From Edie: Struggling with worldbuilding? Discover why strong characters are the key to making your story come alive—and how to create settings readers truly care about.
by A.C. Williams @ACW_Author
Every author needs worldbuilding, no matter what genre you write. Sure, the most extensive worldbuilding shows up in speculative stories, but a strong grasp of setting detail will serve every storyteller. But where do you start?
Creating a world that readers can experience on a page is a very different prospect than imagining a world in your mind. If you are an author of science fiction or fantasy or some other speculative genre, you have undoubtedly discovered this. You can dream up a vast, alien world with multiple cultures and various languages and expansive existing histories, but how do you portray it in a way that an audience can experience?
It doesn’t work like visual media. Movies and television shows have cinematography at their disposal, and the art of visual communication has aspects that make storytelling much more straightforward than with the written word.

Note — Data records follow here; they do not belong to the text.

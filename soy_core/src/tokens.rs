use std::collections::HashMap;
use std::fmt::Display;
use std::sync::LazyLock;
use std::sync::PoisonError;
use std::sync::RwLock;

use float_cmp::approx_eq;

use crate::DocCommentBuffer;
use crate::SoyError;
use crate::SoyResult;

macro_rules! token_kinds {
	($($(#[$meta:meta])* $variant:ident => $name:literal,)+) => {
		/// Every terminal the scanner and the word lexer can produce.
		#[derive(Debug, Clone, Copy, PartialEq, Eq, Hash, PartialOrd, Ord)]
		pub enum TokenKind {
			$($(#[$meta])* $variant,)+
		}

		impl TokenKind {
			/// All kinds in declaration order.
			pub const ALL: &'static [TokenKind] = &[$(TokenKind::$variant,)+];

			/// The stable grammar name of this kind, e.g. `TAG_LBRACE`.
			pub const fn name(self) -> &'static str {
				match self {
					$(TokenKind::$variant => $name,)+
				}
			}

			/// Look a kind up by its grammar name.
			pub fn from_name(name: &str) -> Option<TokenKind> {
				match name {
					$($name => Some(TokenKind::$variant),)+
					_ => None,
				}
			}
		}
	};
}

token_kinds! {
	/// `{` or `{{` opening a tag.
	TagLbrace => "TAG_LBRACE",
	/// `{/` or `{{/` opening a closing tag.
	TagEndLbrace => "TAG_END_LBRACE",
	/// `}` or `}}` closing a tag.
	TagRbrace => "TAG_RBRACE",
	/// `/}` or `/}}` closing a self-closing tag.
	TagEndRbrace => "TAG_END_RBRACE",
	/// A `}` in template text with no open tag.
	RbraceError => "RBRACE_ERROR",
	/// A `{` inside a tag that was never closed.
	UnterminatedTag => "UNTERMINATED_TAG",
	/// An unknown command word after `{/`.
	IllegalCloseTag => "ILLEGAL_CLOSE_TAG",

	Namespace => "NAMESPACE",
	Alias => "ALIAS",
	Delpackage => "DELPACKAGE",
	Template => "TEMPLATE",
	Deltemplate => "DELTEMPLATE",
	Call => "CALL",
	Delcall => "DELCALL",
	Param => "PARAM",
	Let => "LET",
	If => "IF",
	ElseIf => "ELSE_IF",
	Else => "ELSE",
	Switch => "SWITCH",
	Case => "CASE",
	Default => "DEFAULT",
	Foreach => "FOREACH",
	For => "FOR",
	IfEmpty => "IF_EMPTY",
	Msg => "MSG",
	Print => "PRINT",
	Literal => "LITERAL",
	Css => "CSS",
	/// `{sp}`, `{nil}`, `{lb}`, `{rb}`, `{\n}`, `{\r}` and `{\t}`.
	SpecialChar => "SPECIAL_CHAR",

	NamespaceIdentifier => "NAMESPACE_IDENTIFIER",
	PackageIdentifier => "PACKAGE_IDENTIFIER",
	/// A local (`.foo`) or absolute (`a.b.foo`) template name.
	TemplateIdentifier => "TEMPLATE_IDENTIFIER",
	DeltemplateIdentifier => "DELTEMPLATE_IDENTIFIER",
	/// The name in `{param name: ...}`.
	InnerParameterDef => "INNER_PARAMETER_DEF",
	/// The `$name` in `{let $name: ...}`.
	LetIdentifier => "LET_IDENTIFIER",
	/// `$name` inside an expression.
	ParameterRef => "PARAMETER_REF",
	/// `$name` inside an attribute value.
	StringParameterRef => "STRING_PARAMETER_REF",
	CapturedIdentifier => "CAPTURED_IDENTIFIER",
	CapturedFunctionIdentifier => "CAPTURED_FUNCTION_IDENTIFIER",
	DirectiveIdentifier => "DIRECTIVE_IDENTIFIER",

	Not => "NOT",
	And => "AND",
	Or => "OR",
	In => "IN",
	BooleanLiteral => "BOOLEAN_LITERAL",
	NullLiteral => "NULL_LITERAL",
	IntegerLiteral => "INTEGER_LITERAL",
	FloatingPointLiteral => "FLOATING_POINT_LITERAL",
	/// An integer literal that does not fit an `i64`.
	InvalidIntegerLiteral => "INVALID_INTEGER_LITERAL",

	StringLiteralBegin => "STRING_LITERAL_BEGIN",
	StringLiteral => "STRING_LITERAL",
	StringLiteralEscape => "STRING_LITERAL_ESCAPE",
	StringLiteralEnd => "STRING_LITERAL_END",
	BadStringEscape => "BAD_STRING_ESCAPE",
	/// A quote with no closing quote on the same line, up to the line end.
	UnterminatedStringLiteral => "UNTERMINATED_STRING_LITERAL",

	EqEq => "EQEQ",
	NotEq => "NOTEQ",
	LtEq => "LTEQ",
	GtEq => "GTEQ",
	Lt => "LT",
	Gt => "GT",
	Plus => "PLUS",
	Minus => "MINUS",
	Mult => "MULT",
	Div => "DIV",
	Mod => "MOD",
	/// `?:`
	Elvis => "ELVIS",
	/// `?.`
	QuestionDot => "QUESTION_DOT",
	Question => "QUESTION",
	Colon => "COLON",
	Comma => "COMMA",
	LParen => "LPAREN",
	RParen => "RPAREN",
	LBrack => "LBRACK",
	RBrack => "RBRACK",
	LBrace => "LBRACE",
	RBrace => "RBRACE",
	Dot => "DOT",
	Eq => "EQ",
	DirectivePipe => "DIRECTIVE_PIPE",
	DirectiveColon => "DIRECTIVE_COLON",
	DirectiveComma => "DIRECTIVE_COMMA",

	TemplateText => "TEMPLATE_TEXT",
	LiteralText => "LITERAL_TEXT",
	UnterminatedLiteral => "UNTERMINATED_LITERAL",
	Whitespace => "WHITESPACE",
	/// Gaps between identifier fragments, see [`crate::WordScanningLexer`].
	IgnoredText => "IGNORED_TEXT",
	Comment => "COMMENT",
	LineComment => "LINE_COMMENT",
	UnterminatedComment => "UNTERMINATED_COMMENT",

	DocCommentBegin => "DOC_COMMENT_BEGIN",
	DocCommentText => "DOC_COMMENT",
	DocCommentWhitespace => "DOC_COMMENT_WHITESPACE",
	DocCommentParamTag => "DOC_COMMENT_PARAM_TAG",
	DocCommentTag => "DOC_COMMENT_TAG",
	DocCommentIdentifier => "DOC_COMMENT_IDENTIFIER",
	DocCommentEnd => "DOC_COMMENT_END",

	/// A single char that is not valid where it appears.
	BadCharacter => "BAD_CHARACTER",
	Eof => "EOF",
}

impl TokenKind {
	/// Whitespace and comments that a parser can skip.
	pub const fn is_ignorable(self) -> bool {
		matches!(
			self,
			TokenKind::Whitespace
				| TokenKind::DocCommentWhitespace
				| TokenKind::Comment
				| TokenKind::LineComment
				| TokenKind::IgnoredText
		)
	}

	pub const fn is_identifier_like(self) -> bool {
		matches!(
			self,
			TokenKind::NamespaceIdentifier
				| TokenKind::PackageIdentifier
				| TokenKind::TemplateIdentifier
				| TokenKind::DeltemplateIdentifier
				| TokenKind::InnerParameterDef
				| TokenKind::LetIdentifier
				| TokenKind::ParameterRef
				| TokenKind::StringParameterRef
				| TokenKind::CapturedIdentifier
				| TokenKind::CapturedFunctionIdentifier
				| TokenKind::DirectiveIdentifier
				| TokenKind::DocCommentIdentifier
		)
	}

	/// Kinds the word lexer splits into identifier fragments.
	pub const fn is_fragmentable(self) -> bool {
		matches!(
			self,
			TokenKind::NamespaceIdentifier
				| TokenKind::TemplateIdentifier
				| TokenKind::DeltemplateIdentifier
				| TokenKind::ParameterRef
				| TokenKind::StringParameterRef
		)
	}

	pub const fn is_error(self) -> bool {
		matches!(
			self,
			TokenKind::RbraceError
				| TokenKind::UnterminatedTag
				| TokenKind::IllegalCloseTag
				| TokenKind::InvalidIntegerLiteral
				| TokenKind::BadStringEscape
				| TokenKind::UnterminatedStringLiteral
				| TokenKind::UnterminatedLiteral
				| TokenKind::UnterminatedComment
				| TokenKind::BadCharacter
		)
	}

	pub const fn is_command(self) -> bool {
		matches!(
			self,
			TokenKind::Namespace
				| TokenKind::Alias
				| TokenKind::Delpackage
				| TokenKind::Template
				| TokenKind::Deltemplate
				| TokenKind::Call
				| TokenKind::Delcall
				| TokenKind::Param
				| TokenKind::Let
				| TokenKind::If
				| TokenKind::ElseIf
				| TokenKind::Else
				| TokenKind::Switch
				| TokenKind::Case
				| TokenKind::Default
				| TokenKind::Foreach
				| TokenKind::For
				| TokenKind::IfEmpty
				| TokenKind::Msg
				| TokenKind::Print
				| TokenKind::Literal
				| TokenKind::Css
		)
	}

	pub const fn is_keyword(self) -> bool {
		matches!(
			self,
			TokenKind::Not
				| TokenKind::And
				| TokenKind::Or
				| TokenKind::In
				| TokenKind::BooleanLiteral
				| TokenKind::NullLiteral
		)
	}

	pub const fn is_literal(self) -> bool {
		matches!(
			self,
			TokenKind::BooleanLiteral
				| TokenKind::NullLiteral
				| TokenKind::IntegerLiteral
				| TokenKind::FloatingPointLiteral
				| TokenKind::StringLiteral
		)
	}

	pub const fn is_operator(self) -> bool {
		matches!(
			self,
			TokenKind::EqEq
				| TokenKind::NotEq
				| TokenKind::LtEq
				| TokenKind::GtEq
				| TokenKind::Lt
				| TokenKind::Gt
				| TokenKind::Plus
				| TokenKind::Minus
				| TokenKind::Mult
				| TokenKind::Div
				| TokenKind::Mod
				| TokenKind::Elvis
				| TokenKind::QuestionDot
				| TokenKind::Question
				| TokenKind::Colon
				| TokenKind::Not
				| TokenKind::And
				| TokenKind::Or
		)
	}

	/// The grammar code imported with [`import_parser_values`], if any.
	pub fn parser_value(self) -> Option<i32> {
		PARSER_VALUES
			.read()
			.unwrap_or_else(PoisonError::into_inner)
			.get(&self)
			.copied()
	}

	/// Map a word from an expression to its keyword kind.
	pub fn keyword(word: &str) -> Option<TokenKind> {
		let kind = match word {
			"not" => TokenKind::Not,
			"and" => TokenKind::And,
			"or" => TokenKind::Or,
			"in" => TokenKind::In,
			"true" | "false" => TokenKind::BooleanLiteral,
			"null" => TokenKind::NullLiteral,
			_ => return None,
		};

		Some(kind)
	}

	/// Map the first word of a tag to its command kind.
	pub fn command(word: &str) -> Option<TokenKind> {
		let kind = match word {
			"namespace" => TokenKind::Namespace,
			"alias" => TokenKind::Alias,
			"delpackage" => TokenKind::Delpackage,
			"template" => TokenKind::Template,
			"deltemplate" => TokenKind::Deltemplate,
			"call" => TokenKind::Call,
			"delcall" => TokenKind::Delcall,
			"param" => TokenKind::Param,
			"let" => TokenKind::Let,
			"if" => TokenKind::If,
			"elseif" => TokenKind::ElseIf,
			"else" => TokenKind::Else,
			"switch" => TokenKind::Switch,
			"case" => TokenKind::Case,
			"default" => TokenKind::Default,
			"foreach" => TokenKind::Foreach,
			"for" => TokenKind::For,
			"ifempty" => TokenKind::IfEmpty,
			"msg" => TokenKind::Msg,
			"print" => TokenKind::Print,
			"literal" => TokenKind::Literal,
			"css" => TokenKind::Css,
			"sp" | "nil" | "lb" | "rb" => TokenKind::SpecialChar,
			_ => return None,
		};

		Some(kind)
	}
}

impl Display for TokenKind {
	fn fmt(&self, f: &mut std::fmt::Formatter<'_>) -> std::fmt::Result {
		f.write_str(self.name())
	}
}

static PARSER_VALUES: LazyLock<RwLock<HashMap<TokenKind, i32>>> =
	LazyLock::new(|| RwLock::new(HashMap::new()));

/// Back-fill grammar codes onto [`TokenKind`] from an external symbol table.
///
/// Names that are not token kinds (grammar non-terminals) are skipped.
/// Importing the same table again is a no-op, importing a different code
/// for an already resolved kind is an error. Returns the number of kinds
/// that now have a code.
pub fn import_parser_values<'n>(
	symbols: impl IntoIterator<Item = (&'n str, i32)>,
) -> SoyResult<usize> {
	let mut values = PARSER_VALUES
		.write()
		.unwrap_or_else(PoisonError::into_inner);

	for (name, code) in symbols {
		let Some(kind) = TokenKind::from_name(name) else {
			continue;
		};

		match values.get(&kind) {
			Some(&existing) if existing != code => {
				return Err(SoyError::ParserValuesConflict {
					name: name.to_string(),
					existing,
					proposed: code,
				});
			}
			Some(_) => {}
			None => {
				values.insert(kind, code);
			}
		}
	}

	tracing::debug!(resolved = values.len(), "imported parser values");

	Ok(values.len())
}

/// Typed payload carried by some tokens.
#[derive(Debug, Clone)]
pub enum TokenValue {
	Boolean(bool),
	Integer(i64),
	Float(f64),
	/// A finished doc comment, attached to `DOC_COMMENT_END` and to the
	/// `template` keyword of a closing template tag.
	DocComment(Box<DocCommentBuffer>),
}

impl PartialEq for TokenValue {
	fn eq(&self, other: &Self) -> bool {
		match (self, other) {
			(TokenValue::Boolean(value), TokenValue::Boolean(other_value)) => value == other_value,
			(TokenValue::Integer(value), TokenValue::Integer(other_value)) => value == other_value,
			(TokenValue::Float(value), TokenValue::Float(other_value)) => {
				approx_eq!(f64, *value, *other_value, ulps = 2)
			}
			(TokenValue::DocComment(value), TokenValue::DocComment(other_value)) => {
				value == other_value
			}
			_ => false,
		}
	}
}

/// One lexical unit. Never mutated once produced.
#[derive(Debug, Clone, PartialEq)]
pub struct Symbol<'a> {
	pub kind: TokenKind,
	pub text: &'a str,
	/// Byte offset of the first char.
	pub start: usize,
	/// Byte offset one past the last char.
	pub end: usize,
	pub line: usize,
	pub column: usize,
	pub value: Option<TokenValue>,
}

impl Symbol<'_> {
	pub fn len(&self) -> usize {
		self.end - self.start
	}

	pub fn is_empty(&self) -> bool {
		self.start == self.end
	}

	pub fn is_ignorable(&self) -> bool {
		self.kind.is_ignorable()
	}

	pub fn doc_comment(&self) -> Option<&DocCommentBuffer> {
		match &self.value {
			Some(TokenValue::DocComment(doc)) => Some(doc.as_ref()),
			_ => None,
		}
	}

	/// The display line and column just past this token. Tabs advance to
	/// the next multiple of 8.
	pub fn location_end(&self) -> (usize, usize) {
		let mut line = self.line;
		let mut column = self.column.saturating_sub(1);

		for ch in self.text.chars() {
			match ch {
				'\n' => {
					line += 1;
					column = 0;
				}
				'\t' => column = (column / 8 + 1) * 8,
				'\r' => column = 0,
				'\u{8}' => column = column.saturating_sub(1),
				_ => column += 1,
			}
		}

		(line, column + 1)
	}
}

impl Display for Symbol<'_> {
	fn fmt(&self, f: &mut std::fmt::Formatter<'_>) -> std::fmt::Result {
		write!(
			f,
			"{} [line:{}|col:{}] <{}>",
			self.kind, self.line, self.column, self.text
		)
	}
}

Of course, there are always exceptions. The instant I tell you that you can’t start your story with a paragraph of description, some other author will do it and become a bestseller. But even in that instance, the exception isn’t the rule.
Generally speaking, starting with a descriptive paragraph detailing what a setting or a landscape looks like is a surefire way to bore a reader. If you invite readers into the story and then use the limited time you have their attention to talk about the wind blowing a leaf around or cheerful little woodland creatures scolding each other from the treetops, you’re going to lose them. Even starting with something exciting like the magma chamber of a volcano grumbling or the sudden eerie quiet before a tornado touches down will fall flat for one simple reason.
You haven’t showed them why they should care.